In the auto-encoder phase, an input image of size 480 × 480 × 3 is given as input. Then the convolution operation is carried out with different numbers of convolution filters (64, 128, 256), kernel sizes (K = 7, 3), and stride (S = 1). Moreover, the input image size is downsampled by two. The reduced code generation phase takes the output of the auto-encoder phase and performs an add operation between two sets of output images. Each layer is indicated by a number with an abbreviation (i.e., Conv(AE: 3, 256, K = 3, S = 1)—Apply a convolution operation over the stage three output of the auto-encoder phase with 256 convolution filters, kernel size = 3, and stride = 1).

The auto-decoder (AD) takes the input from the final stage of the RC phase and applies a convolution transpose operation over it. This phase uses different numbers of convolution filters (64, 128, 256), kernel sizes (K = 7, 3), and stride (S = 1) along with the scale-up operation. Finally, it will give the output image in the size of 480 × 480 × 3.

Metric comparison across all models was presented in Table 8. Model-2, an auto encoder with three convolution layers and along with two levels of down sampling in the auto encoder phase, five convolution layers and along with normalized addition in the reduced code generation phase, two convolution layer with 2d transpose, two scale up operation and one convolution operation in auto decoder achieved the lowest MSE, higher PSNR and SSIM. Consequently, this architecture/model is chosen for further development.

Table 8:
Performance metrics of each model.
Models Model-1 Model-2 Model-3 Model-4 Model-5
MSE 55.36 45.61 94.29 50.98 90.84
PSNR 15.98 31.60 11.27 12.88 18.77
SSIM 0.52 0.93 0.34 0.59 0.63
DOI: 10.7717/peerj-cs.2392/table-8

Conclusions

Autoencoders have proven effective in learning and extracting meaningful features from underwater images, enhancing visibility and improving image quality by removing noise and color distortion. The proposed method has demonstrated promising results in underwater image enhancement. Our approach achieves a higher average SSIM of 0.93, indicating a greater similarity index in the output images. Additionally, it attains a higher average PSNR of 31.60 dB and a significantly lower average MSE of 45.61.

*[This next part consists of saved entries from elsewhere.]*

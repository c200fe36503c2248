//! Presentation layer handling terminal UI and user input.
//!
//! This module renders the survey steps with ratatui and maps keyboard
//! input onto application state transitions.

pub mod ui;
pub mod input;

pub use ui::*;
pub use input::*;
pub mod aggregate;
pub mod errors;
pub mod models;
pub mod preview;
pub mod schema;
pub mod validate;

pub use aggregate::*;
pub use errors::*;
pub use models::*;
pub use preview::*;
pub use schema::*;
pub use validate::*;
//! Infrastructure layer providing external service integrations.
//!
//! This module contains implementations for external concerns: draft
//! persistence, record export, and the submission transport.

pub mod persistence;
pub mod submission;

pub use persistence::*;
pub use submission::*;
//! EcoSurvey - Environmental Survey Library
//!
//! A terminal-based multi-step environmental survey form, built in Rust.

pub mod domain;
pub mod application;
pub mod infrastructure;
pub mod presentation;

pub use domain::*;
pub use application::*;
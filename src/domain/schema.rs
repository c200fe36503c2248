//! Declarative schema for the survey: steps, scalar fields, and table
//! column layouts.
//!
//! Everything the form model, aggregator, validator, and preview builder
//! need to know about a field or column is declared here, so row-to-column
//! mapping is explicit rather than inferred from key prefixes.

use serde::{Deserialize, Serialize};

/// One page of the multi-part survey.
///
/// Exactly one step is current at any time. `Preview` is reachable only by
/// advancing past the last ordinary step.
#[derive(Debug, Clone, Copy, PartialEq, Eq, Hash, Serialize, Deserialize)]
pub enum Step {
    A,
    B1,
    B2,
    C,
    Preview,
}

impl Step {
    /// The ordinary steps, in navigation order. `Preview` sits after them.
    pub const ORDINARY: [Step; 4] = [Step::A, Step::B1, Step::B2, Step::C];

    pub fn title(self) -> &'static str {
        match self {
            Step::A => "A. Thông tin chung",
            Step::B1 => "B1. Chất thải rắn sinh hoạt",
            Step::B2 => "B2. Chất thải rắn công nghiệp",
            Step::C => "C. Chất thải nguy hại",
            Step::Preview => "Xem lại khảo sát",
        }
    }

    /// Scalar fields shown on this step, in display order.
    pub fn fields(self) -> &'static [FieldDef] {
        match self {
            Step::A => GENERAL_FIELDS,
            Step::C => CONTACT_FIELDS,
            _ => &[],
        }
    }

    /// Tables shown on this step, in display order.
    pub fn tables(self) -> &'static [TableKind] {
        match self {
            Step::B1 => &[TableKind::Waste],
            Step::B2 => &TableKind::INDUSTRIAL,
            Step::C => &[TableKind::Hazardous],
            _ => &[],
        }
    }

    pub fn has_tables(self) -> bool {
        !self.tables().is_empty()
    }

    /// Progress through the survey as a percentage, for the progress bar.
    pub fn progress_percent(self) -> u16 {
        match self {
            Step::Preview => 100,
            step => {
                let index = Step::ORDINARY.iter().position(|s| *s == step).unwrap_or(0);
                (((index + 1) * 100) / Step::ORDINARY.len()) as u16
            }
        }
    }
}

/// How a scalar field is entered and validated.
#[derive(Debug, Clone, Copy, PartialEq, Eq)]
pub enum FieldKind {
    Text,
    Number,
    Tel,
    Radio(&'static [&'static str]),
}

/// A named scalar input belonging to one step.
#[derive(Debug)]
pub struct FieldDef {
    pub key: &'static str,
    pub label: &'static str,
    pub kind: FieldKind,
    pub required: bool,
    /// Unit literal appended to filled values in the preview.
    pub unit: Option<&'static str>,
}

pub const COMPANY_TYPES: &[&str] = &[
    "Doanh nghiệp tư nhân",
    "Công ty TNHH",
    "Công ty cổ phần",
    "Doanh nghiệp FDI",
    "Khác",
];

pub const GENERAL_FIELDS: &[FieldDef] = &[
    FieldDef {
        key: "company_name",
        label: "Tên doanh nghiệp",
        kind: FieldKind::Text,
        required: true,
        unit: None,
    },
    FieldDef {
        key: "address",
        label: "Địa chỉ",
        kind: FieldKind::Text,
        required: true,
        unit: None,
    },
    FieldDef {
        key: "business_type",
        label: "Ngành nghề sản xuất",
        kind: FieldKind::Text,
        required: false,
        unit: None,
    },
    FieldDef {
        key: "capital",
        label: "Vốn điều lệ",
        kind: FieldKind::Text,
        required: false,
        unit: None,
    },
    FieldDef {
        key: "employees",
        label: "Quy mô lao động",
        kind: FieldKind::Number,
        required: false,
        unit: Some(" người"),
    },
    FieldDef {
        key: "factory_area",
        label: "Diện tích nhà xưởng",
        kind: FieldKind::Number,
        required: false,
        unit: Some(" m²"),
    },
    FieldDef {
        key: "company_type",
        label: "Loại hình doanh nghiệp",
        kind: FieldKind::Radio(COMPANY_TYPES),
        required: true,
        unit: None,
    },
];

pub const CONTACT_FIELDS: &[FieldDef] = &[
    FieldDef {
        key: "contact_name",
        label: "Người liên hệ",
        kind: FieldKind::Text,
        required: true,
        unit: None,
    },
    FieldDef {
        key: "contact_phone",
        label: "Số điện thoại",
        kind: FieldKind::Tel,
        required: true,
        unit: None,
    },
];

/// How a table column is entered and whether it participates in totals.
#[derive(Debug, Clone, Copy, PartialEq, Eq)]
pub enum ColumnKind {
    Text,
    Numeric,
    Select(&'static [&'static str]),
}

/// One declared column of a repeatable-row table.
#[derive(Debug)]
pub struct ColumnDef {
    pub key: &'static str,
    pub label: &'static str,
    pub kind: ColumnKind,
}

/// The five repeatable-row tables of the survey.
#[derive(Debug, Clone, Copy, PartialEq, Eq, Hash, PartialOrd, Ord, Serialize, Deserialize)]
pub enum TableKind {
    Waste,
    IndustrialDirect,
    IndustrialReuse,
    IndustrialTreatment,
    Hazardous,
}

impl TableKind {
    pub const ALL: [TableKind; 5] = [
        TableKind::Waste,
        TableKind::IndustrialDirect,
        TableKind::IndustrialReuse,
        TableKind::IndustrialTreatment,
        TableKind::Hazardous,
    ];

    /// The three industrial sub-tables whose totals roll up into grand totals.
    pub const INDUSTRIAL: [TableKind; 3] = [
        TableKind::IndustrialDirect,
        TableKind::IndustrialReuse,
        TableKind::IndustrialTreatment,
    ];

    pub fn schema(self) -> &'static TableSchema {
        match self {
            TableKind::Waste => &WASTE_SCHEMA,
            TableKind::IndustrialDirect => &INDUSTRIAL_DIRECT_SCHEMA,
            TableKind::IndustrialReuse => &INDUSTRIAL_REUSE_SCHEMA,
            TableKind::IndustrialTreatment => &INDUSTRIAL_TREATMENT_SCHEMA,
            TableKind::Hazardous => &HAZARDOUS_SCHEMA,
        }
    }
}

/// Fixed column layout and row cap for one table.
#[derive(Debug)]
pub struct TableSchema {
    /// Section key used when the table's rows are persisted or flattened.
    pub section_key: &'static str,
    pub title: &'static str,
    pub columns: &'static [ColumnDef],
    pub max_rows: usize,
}

impl TableSchema {
    /// Indices of the columns that participate in aggregation.
    pub fn numeric_columns(&self) -> impl Iterator<Item = usize> + '_ {
        self.columns
            .iter()
            .enumerate()
            .filter(|(_, c)| c.kind == ColumnKind::Numeric)
            .map(|(i, _)| i)
    }

    pub fn column_index(&self, key: &str) -> Option<usize> {
        self.columns.iter().position(|c| c.key == key)
    }
}

pub const TREATMENT_METHODS: &[&str] = &[
    "TC - Tận thu/tái chế",
    "TH - Trung hòa",
    "PT - Phân tách/chiết/lọc/kết tủa",
    "OH - Oxy hóa",
    "SH - Sinh học",
    "ĐX - Đồng xử lý",
    "TĐ - Thiêu đốt",
    "HR - Hóa rắn",
    "CL - Cô lập/đóng kén",
    "C - Chôn lấp",
    "TR - Tẩy rửa",
    "SC - Sơ chế",
    "Khác",
];

pub static WASTE_SCHEMA: TableSchema = TableSchema {
    section_key: "waste_data",
    title: "Chất thải rắn sinh hoạt",
    columns: &[
        ColumnDef { key: "waste_name", label: "Tên chất thải", kind: ColumnKind::Text },
        ColumnDef { key: "waste_2023", label: "2023 (kg/năm)", kind: ColumnKind::Numeric },
        ColumnDef { key: "waste_2024", label: "2024 (kg/năm)", kind: ColumnKind::Numeric },
        ColumnDef { key: "waste_2025", label: "6 tháng đầu 2025 (kg)", kind: ColumnKind::Numeric },
        ColumnDef { key: "waste_receiver", label: "Tiếp nhận", kind: ColumnKind::Text },
    ],
    max_rows: 10,
};

pub static INDUSTRIAL_DIRECT_SCHEMA: TableSchema = TableSchema {
    section_key: "direct_use",
    title: "Sử dụng trực tiếp làm nguyên liệu",
    columns: &[
        ColumnDef { key: "ind1_name", label: "Tên chất thải", kind: ColumnKind::Text },
        ColumnDef { key: "ind1_2023", label: "2023 (kg/năm)", kind: ColumnKind::Numeric },
        ColumnDef { key: "ind1_2024", label: "2024 (kg/năm)", kind: ColumnKind::Numeric },
        ColumnDef { key: "ind1_2025", label: "6 tháng đầu 2025 (kg)", kind: ColumnKind::Numeric },
        ColumnDef { key: "ind1_receiver", label: "Tiếp nhận", kind: ColumnKind::Text },
    ],
    max_rows: 10,
};

pub static INDUSTRIAL_REUSE_SCHEMA: TableSchema = TableSchema {
    section_key: "reuse_recycle",
    title: "Tái sử dụng, tái chế",
    columns: &[
        ColumnDef { key: "ind2_name", label: "Tên chất thải", kind: ColumnKind::Text },
        ColumnDef { key: "ind2_2023", label: "2023 (kg/năm)", kind: ColumnKind::Numeric },
        ColumnDef { key: "ind2_2024", label: "2024 (kg/năm)", kind: ColumnKind::Numeric },
        ColumnDef { key: "ind2_2025", label: "6 tháng đầu 2025 (kg)", kind: ColumnKind::Numeric },
        ColumnDef { key: "ind2_receiver", label: "Tiếp nhận", kind: ColumnKind::Text },
    ],
    max_rows: 10,
};

pub static INDUSTRIAL_TREATMENT_SCHEMA: TableSchema = TableSchema {
    section_key: "waste_treatment",
    title: "Chất thải phải xử lý",
    columns: &[
        ColumnDef { key: "ind3_name", label: "Tên chất thải", kind: ColumnKind::Text },
        ColumnDef { key: "ind3_2023", label: "2023 (kg/năm)", kind: ColumnKind::Numeric },
        ColumnDef { key: "ind3_2024", label: "2024 (kg/năm)", kind: ColumnKind::Numeric },
        ColumnDef { key: "ind3_2025", label: "6 tháng đầu 2025 (kg)", kind: ColumnKind::Numeric },
        ColumnDef { key: "ind3_receiver", label: "Tiếp nhận", kind: ColumnKind::Text },
    ],
    max_rows: 10,
};

pub static HAZARDOUS_SCHEMA: TableSchema = TableSchema {
    section_key: "hazardous_data",
    title: "Chất thải nguy hại",
    columns: &[
        ColumnDef { key: "haz_name", label: "Tên CTNH", kind: ColumnKind::Text },
        ColumnDef { key: "haz_code", label: "Mã CTNH", kind: ColumnKind::Text },
        ColumnDef { key: "haz_2023", label: "2023 (kg/năm)", kind: ColumnKind::Numeric },
        ColumnDef { key: "haz_2024", label: "2024 (kg/năm)", kind: ColumnKind::Numeric },
        ColumnDef { key: "haz_2025", label: "6 tháng đầu 2025 (kg)", kind: ColumnKind::Numeric },
        ColumnDef { key: "haz_method", label: "Phương pháp", kind: ColumnKind::Select(TREATMENT_METHODS) },
        ColumnDef { key: "haz_receiver", label: "Tiếp nhận", kind: ColumnKind::Text },
    ],
    max_rows: 9,
};

#[cfg(test)]
mod tests {
    use super::*;

    #[test]
    fn ordinary_steps_are_in_navigation_order() {
        assert_eq!(Step::ORDINARY, [Step::A, Step::B1, Step::B2, Step::C]);
    }

    #[test]
    fn progress_reaches_full_on_preview() {
        assert_eq!(Step::A.progress_percent(), 25);
        assert_eq!(Step::B1.progress_percent(), 50);
        assert_eq!(Step::B2.progress_percent(), 75);
        assert_eq!(Step::C.progress_percent(), 100);
        assert_eq!(Step::Preview.progress_percent(), 100);
    }

    #[test]
    fn numeric_columns_are_the_three_year_columns() {
        for kind in TableKind::ALL {
            let schema = kind.schema();
            let numeric: Vec<usize> = schema.numeric_columns().collect();
            assert_eq!(numeric.len(), 3, "{:?}", kind);
            for index in numeric {
                assert!(schema.columns[index].key.contains("202"));
            }
        }
    }

    #[test]
    fn row_caps_match_the_survey_rules() {
        assert_eq!(TableKind::Waste.schema().max_rows, 10);
        for kind in TableKind::INDUSTRIAL {
            assert_eq!(kind.schema().max_rows, 10);
        }
        assert_eq!(TableKind::Hazardous.schema().max_rows, 9);
    }

    #[test]
    fn column_index_resolves_declared_keys() {
        let schema = TableKind::Hazardous.schema();
        assert_eq!(schema.column_index("haz_code"), Some(1));
        assert_eq!(schema.column_index("haz_method"), Some(5));
        assert_eq!(schema.column_index("nope"), None);
    }
}
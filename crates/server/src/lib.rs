use axum::{Json, http::StatusCode, response::IntoResponse};
use engine::EngineError;

use serde::Serialize;
pub use server::{ServerState, router, run, run_with_listener, spawn_with_listener};

mod accounts;
mod investments;
mod maintenance;
mod server;
mod transactions;

pub mod types {
    pub mod account {
        pub use api_types::account::{
            AccountCreated, AccountNew, AccountRecalculated, AccountUpdate, AccountView,
            AccountsResponse,
        };
    }

    pub mod transaction {
        pub use api_types::transaction::{
            TransactionCreated, TransactionList, TransactionListResponse, TransactionNew,
            TransactionUpdate, TransactionView,
        };
    }

    pub mod investment {
        pub use api_types::investment::{
            InvestmentCreated, InvestmentListResponse, InvestmentNew, InvestmentView,
        };
    }

    pub mod maintenance {
        pub use api_types::maintenance::RecalculateResponse;
    }
}

pub enum ServerError {
    Engine(EngineError),
    Generic(String),
}

//TODO: Find a better solution
#[derive(Serialize)]
struct Error {
    error: String,
}

fn status_for_engine_error(err: &EngineError) -> StatusCode {
    match err {
        EngineError::KeyNotFound(_) => StatusCode::NOT_FOUND,
        EngineError::ExistingKey(_)
        | EngineError::AccountInUse(_)
        | EngineError::StatusConflict(_) => StatusCode::CONFLICT,
        EngineError::Database(_) => StatusCode::INTERNAL_SERVER_ERROR,
        EngineError::InvalidAmount(_)
        | EngineError::InvalidAccount(_)
        | EngineError::LedgerIntegrity(_) => StatusCode::UNPROCESSABLE_ENTITY,
    }
}

fn message_for_engine_error(err: EngineError) -> String {
    match err {
        EngineError::Database(db_err) => {
            tracing::error!("database error: {db_err}");
            "internal server error".to_string()
        }
        other => other.to_string(),
    }
}

impl IntoResponse for ServerError {
    fn into_response(self) -> axum::response::Response {
        let (status, error) = match self {
            ServerError::Engine(err) => (status_for_engine_error(&err), message_for_engine_error(err)),
            ServerError::Generic(err) => (StatusCode::BAD_REQUEST, err),
        };

        (status, Json(Error { error })).into_response()
    }
}

impl From<EngineError> for ServerError {
    fn from(value: EngineError) -> Self {
        Self::Engine(value)
    }
}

Qualitatively, the results showcase noticeable enhancements and improved color correction. Previously obscured features due to water disturbances are now more vibrant and visible. The proposed model also produces smoother images compared to traditional methods like CLAHE, BPDFHE, and MSRCR. These smoother and visually appealing images are advantageous for image compression algorithms, as they minimize the loss of valuable information during compression.

Moreover, the proposed model performs exceptionally well on the UIEB dataset. Compared to other deep learning models trained on the same dataset, our model achieves superior PSNR (28.08 dB) and SSIM (0.91) values.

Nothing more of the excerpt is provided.